[[ MATERIAL TO PROCESS open ]]
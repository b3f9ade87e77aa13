//! CLI definition and dispatch.

use clap::{Args, Parser, Subcommand, ValueEnum};
use std::fmt::Display;
use std::fs::File;
use std::hash::Hash;
use std::io::{self, BufWriter, Write};
use std::ops::Range;
use std::path::{Path, PathBuf};
use std::process::ExitCode;
use tracing::info;

use crate::adapters::csv_adapter::{CsvIndexAdapter, CsvPriceAdapter};
use crate::adapters::csv_report_adapter::CsvReportAdapter;
use crate::adapters::file_config_adapter::FileConfigAdapter;
use crate::domain::buy_and_hold::{
    simulate_commodity_windows, simulate_control_group, simulate_windows, ControlGroupConfig,
    WindowSimConfig,
};
use crate::domain::config_validation::{
    validate_all, validate_control_config, validate_returns_config, validate_simulation_config,
    validate_trade_config,
};
use crate::domain::error::ReturnsError;
use crate::domain::position::ExpenseModel;
use crate::domain::returns::{
    annual_returns_commodity, annual_returns_stocks, monthly_averaged_returns_commodity,
    monthly_averaged_returns_stocks, monthly_returns_stocks, DEFAULT_RETURN_YEARS,
};
use crate::domain::summary::ColumnSummary;
use crate::domain::table::{ResultTable, TableRow};
use crate::domain::trade_sim::{simulate_ema_trades, TradeSimConfig};
use crate::ports::config_port::ConfigPort;
use crate::ports::index_port::IndexSource;
use crate::ports::price_port::PriceSource;
use crate::ports::report_port::ReportSink;

#[derive(Parser, Debug)]
#[command(
    name = "realreturns",
    about = "Inflation-adjusted returns and trading simulations"
)]
pub struct Cli {
    #[command(subcommand)]
    pub command: Command,
}

/// Flags shared by every computing subcommand.
#[derive(Args, Debug, Clone)]
pub struct IoArgs {
    /// INI configuration; defaults apply when omitted
    #[arg(short, long)]
    pub config: Option<PathBuf>,
    /// Daily price CSV
    #[arg(short, long)]
    pub prices: PathBuf,
    /// Result CSV; stdout when omitted
    #[arg(short, long)]
    pub output: Option<PathBuf>,
}

#[derive(Subcommand, Debug)]
pub enum Command {
    /// Compute inflation-adjusted annual returns
    Returns {
        #[arg(long, value_enum)]
        variant: ReturnsVariant,
        /// Annual CPI and dividend yield CSV
        #[arg(short, long)]
        indices: PathBuf,
        #[command(flatten)]
        args: IoArgs,
    },
    /// Simulate EMA-crossover trading per calendar year
    Trade {
        #[arg(long, value_enum, default_value_t = Asset::Stock)]
        asset: Asset,
        #[command(flatten)]
        args: IoArgs,
    },
    /// Simulate the January-to-December buy-and-hold control group
    Control {
        #[arg(long, value_enum, default_value_t = Asset::Stock)]
        asset: Asset,
        #[command(flatten)]
        args: IoArgs,
    },
    /// Simulate random-purchase buy-and-hold windows
    Simulate {
        #[arg(long, value_enum, default_value_t = Asset::Stock)]
        asset: Asset,
        /// Annual CPI and dividend yield CSV
        #[arg(short, long)]
        indices: PathBuf,
        #[command(flatten)]
        args: IoArgs,
    },
    /// Validate a configuration file
    Validate {
        #[arg(short, long)]
        config: PathBuf,
    },
}

#[derive(ValueEnum, Debug, Clone, Copy, PartialEq, Eq)]
pub enum ReturnsVariant {
    Stocks,
    StocksMonthly,
    StocksMonthlyDetail,
    Commodity,
    CommodityMonthly,
}

#[derive(ValueEnum, Debug, Clone, Copy, PartialEq, Eq)]
pub enum Asset {
    Stock,
    Gold,
}

pub fn run(cli: Cli) -> ExitCode {
    match execute(cli.command) {
        Ok(()) => ExitCode::SUCCESS,
        Err(e) => {
            eprintln!("error: {e}");
            (&e).into()
        }
    }
}

/// Dispatches one subcommand.
pub fn execute(command: Command) -> Result<(), ReturnsError> {
    match command {
        Command::Returns {
            variant,
            indices,
            args,
        } => run_returns(variant, &indices, &args),
        Command::Trade { asset, args } => run_trade(asset, &args),
        Command::Control { asset, args } => run_control(asset, &args),
        Command::Simulate {
            asset,
            indices,
            args,
        } => run_simulate(asset, &indices, &args),
        Command::Validate { config } => run_validate(&config),
    }
}

/// Loads the INI file, or an empty configuration when no path is given.
pub fn load_config(path: Option<&Path>) -> Result<FileConfigAdapter, ReturnsError> {
    match path {
        Some(path) => {
            info!(path = %path.display(), "loading config");
            FileConfigAdapter::from_file(path)
        }
        None => Ok(FileConfigAdapter::empty()),
    }
}

fn run_returns(
    variant: ReturnsVariant,
    indices: &Path,
    args: &IoArgs,
) -> Result<(), ReturnsError> {
    let config = load_config(args.config.as_deref())?;
    validate_returns_config(&config)?;
    let years = returns_years(&config)?;

    let series = CsvPriceAdapter::new(args.prices.clone()).load_series()?;
    let tables = CsvIndexAdapter::new(indices.to_path_buf()).load_tables()?;
    info!(
        records = series.len(),
        span = ?series.year_range(),
        coverage = ?tables.coverage(),
        ?variant,
        "computing returns"
    );

    match variant {
        ReturnsVariant::Stocks => {
            emit(&config, args, &annual_returns_stocks(&series, &tables, years)?)
        }
        ReturnsVariant::StocksMonthly => emit(
            &config,
            args,
            &monthly_averaged_returns_stocks(&series, &tables, years)?,
        ),
        ReturnsVariant::StocksMonthlyDetail => {
            emit(&config, args, &monthly_returns_stocks(&series, &tables, years)?)
        }
        ReturnsVariant::Commodity => {
            emit(&config, args, &annual_returns_commodity(&series, &tables, years)?)
        }
        ReturnsVariant::CommodityMonthly => emit(
            &config,
            args,
            &monthly_averaged_returns_commodity(&series, &tables, years)?,
        ),
    }
}

fn run_trade(asset: Asset, args: &IoArgs) -> Result<(), ReturnsError> {
    let config = load_config(args.config.as_deref())?;
    validate_trade_config(&config)?;
    let trade_config = build_trade_config(&config, asset)?;

    let series = CsvPriceAdapter::new(args.prices.clone()).load_series()?;
    info!(
        records = series.len(),
        fast = trade_config.fast_span,
        slow = trade_config.slow_span,
        "simulating crossover trades"
    );
    emit(&config, args, &simulate_ema_trades(&series, &trade_config)?)
}

fn run_control(asset: Asset, args: &IoArgs) -> Result<(), ReturnsError> {
    let config = load_config(args.config.as_deref())?;
    validate_control_config(&config)?;
    let control_config = build_control_config(&config, asset)?;

    let series = CsvPriceAdapter::new(args.prices.clone()).load_series()?;
    info!(records = series.len(), span = ?series.year_range(), "simulating control group");
    emit(&config, args, &simulate_control_group(&series, &control_config)?)
}

fn run_simulate(asset: Asset, indices: &Path, args: &IoArgs) -> Result<(), ReturnsError> {
    let config = load_config(args.config.as_deref())?;
    validate_simulation_config(&config)?;
    let window_config = build_window_config(&config, asset)?;

    let series = CsvPriceAdapter::new(args.prices.clone()).load_series()?;
    let tables = CsvIndexAdapter::new(indices.to_path_buf()).load_tables()?;
    info!(
        windows = window_config.start_years.len(),
        samples = window_config.sample_size,
        "simulating buy-and-hold windows"
    );

    let mut rng = rand::thread_rng();
    match asset {
        Asset::Stock => emit(
            &config,
            args,
            &simulate_windows(&series, &tables, &window_config, &mut rng)?,
        ),
        Asset::Gold => emit(
            &config,
            args,
            &simulate_commodity_windows(&series, &tables, &window_config, &mut rng)?,
        ),
    }
}

fn run_validate(path: &Path) -> Result<(), ReturnsError> {
    eprintln!("Validating config: {}", path.display());
    let config = load_config(Some(path))?;
    validate_all(&config)?;

    for asset in [Asset::Stock, Asset::Gold] {
        let trade = build_trade_config(&config, asset)?;
        let control = build_control_config(&config, asset)?;
        let window = build_window_config(&config, asset)?;
        eprintln!(
            "  {:?}: trade {}..{} EMA({}/{}), control {}..{}, windows {}..{} x{} years",
            asset,
            trade.years.start,
            trade.years.end,
            trade.fast_span,
            trade.slow_span,
            control.years.start,
            control.years.end,
            window.start_years.start,
            window.start_years.end,
            window.window_years,
        );
    }
    eprintln!("Configuration is valid.");
    Ok(())
}

/// Writes the table to `--output` (or stdout) and, unless disabled by
/// `[output] summary`, prints per-column statistics to stderr.
fn emit<K, R>(
    config: &dyn ConfigPort,
    args: &IoArgs,
    table: &ResultTable<K, R>,
) -> Result<(), ReturnsError>
where
    K: Eq + Hash + Clone + Display,
    R: TableRow,
{
    match &args.output {
        Some(path) => {
            let file = File::create(path)?;
            let mut sink = CsvReportAdapter::new(BufWriter::new(file));
            sink.write_table(table)?;
            sink.into_inner()?.flush()?;
            info!(path = %path.display(), rows = table.len(), "wrote report");
        }
        None => {
            let mut sink = CsvReportAdapter::new(io::stdout().lock());
            sink.write_table(table)?;
            sink.into_inner()?;
        }
    }

    if config.get_bool("output", "summary", true) {
        print_summary(table);
    }
    Ok(())
}

pub fn print_summary<K, R>(table: &ResultTable<K, R>)
where
    K: Eq + Hash + Clone + Display,
    R: TableRow,
{
    eprintln!("\n{} rows", table.len());
    for (i, name) in R::column_names().iter().enumerate() {
        let s = ColumnSummary::compute(&table.column(|row| row.values()[i]));
        eprintln!(
            "  {:<32} mean {:>12.4}  sd {:>12.4}  min {:>12.4}  median {:>12.4}  max {:>12.4}  positive {:>5.1}%  NaN {}",
            name,
            s.mean,
            s.std_dev,
            s.min,
            s.median,
            s.max,
            s.positive_share * 100.0,
            s.nan_count,
        );
    }
}

/// `start_year..end_year` from a section, end exclusive.
pub fn year_range(
    adapter: &dyn ConfigPort,
    section: &str,
    default: Range<i32>,
) -> Result<Range<i32>, ReturnsError> {
    let start = adapter.get_year(section, "start_year", default.start)?;
    let end = adapter.get_year(section, "end_year", default.end)?;
    if start >= end {
        return Err(ReturnsError::ConfigInvalid {
            section: section.into(),
            key: "start_year".into(),
            reason: "start_year must be before end_year".into(),
        });
    }
    Ok(start..end)
}

pub fn returns_years(adapter: &dyn ConfigPort) -> Result<Range<i32>, ReturnsError> {
    year_range(adapter, "returns", DEFAULT_RETURN_YEARS)
}

/// The asset preset overridden by `[trade]`. A zero `expense_rate` disables
/// holding costs.
pub fn build_trade_config(
    adapter: &dyn ConfigPort,
    asset: Asset,
) -> Result<TradeSimConfig, ReturnsError> {
    let base = match asset {
        Asset::Stock => TradeSimConfig::stocks(),
        Asset::Gold => TradeSimConfig::gold(),
    };
    let expense_model = match adapter.get_string("trade", "expense_rate") {
        None => base.expense_model,
        Some(_) => match adapter.get_double("trade", "expense_rate", 0.0) {
            rate if rate > 0.0 => ExpenseModel::HoldingCost { annual_rate: rate },
            _ => ExpenseModel::None,
        },
    };

    Ok(TradeSimConfig {
        fast_span: adapter.get_count("trade", "fast_span", base.fast_span)?,
        slow_span: adapter.get_count("trade", "slow_span", base.slow_span)?,
        seed_units: adapter.get_double("trade", "units", base.seed_units),
        price_divisor: adapter.get_double("trade", "price_divisor", base.price_divisor),
        expense_model,
        years: year_range(adapter, "trade", base.years)?,
    })
}

pub fn build_control_config(
    adapter: &dyn ConfigPort,
    asset: Asset,
) -> Result<ControlGroupConfig, ReturnsError> {
    let base = match asset {
        Asset::Stock => ControlGroupConfig::stocks(),
        Asset::Gold => ControlGroupConfig::gold(),
    };
    Ok(ControlGroupConfig {
        units: adapter.get_double("control", "units", base.units),
        price_divisor: adapter.get_double("control", "price_divisor", base.price_divisor),
        expense_rate: adapter.get_double("control", "expense_rate", base.expense_rate),
        years: year_range(adapter, "control", base.years)?,
    })
}

/// The asset preset overridden by `[simulation]`. `start_year..end_year`
/// are window start years.
pub fn build_window_config(
    adapter: &dyn ConfigPort,
    asset: Asset,
) -> Result<WindowSimConfig, ReturnsError> {
    let base = match asset {
        Asset::Stock => WindowSimConfig::stocks(),
        Asset::Gold => WindowSimConfig::gold(),
    };
    Ok(WindowSimConfig {
        window_years: adapter.get_year("simulation", "window_years", base.window_years)?,
        start_years: year_range(adapter, "simulation", base.start_years.clone())?,
        purchase_times: adapter.get_count("simulation", "purchase_times", base.purchase_times)?,
        sample_size: adapter.get_count("simulation", "sample_size", base.sample_size)?,
        units_per_purchase: adapter.get_double(
            "simulation",
            "units_per_purchase",
            base.units_per_purchase,
        ),
        price_divisor: adapter.get_double("simulation", "price_divisor", base.price_divisor),
        expense_ratio: adapter.get_double("simulation", "expense_ratio", base.expense_ratio),
        reference_year: adapter.get_year("simulation", "reference_year", base.reference_year)?,
        sparse_year_records: base.sparse_year_records,
    })
}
[[ MATERIAL TO PROCESS closed ]]
◆ EXERCISE DESCRIPTION
A single number is the whole answer: how many lines in the data above hold the string "overridden".

◆ THE COMPLETED TASK
2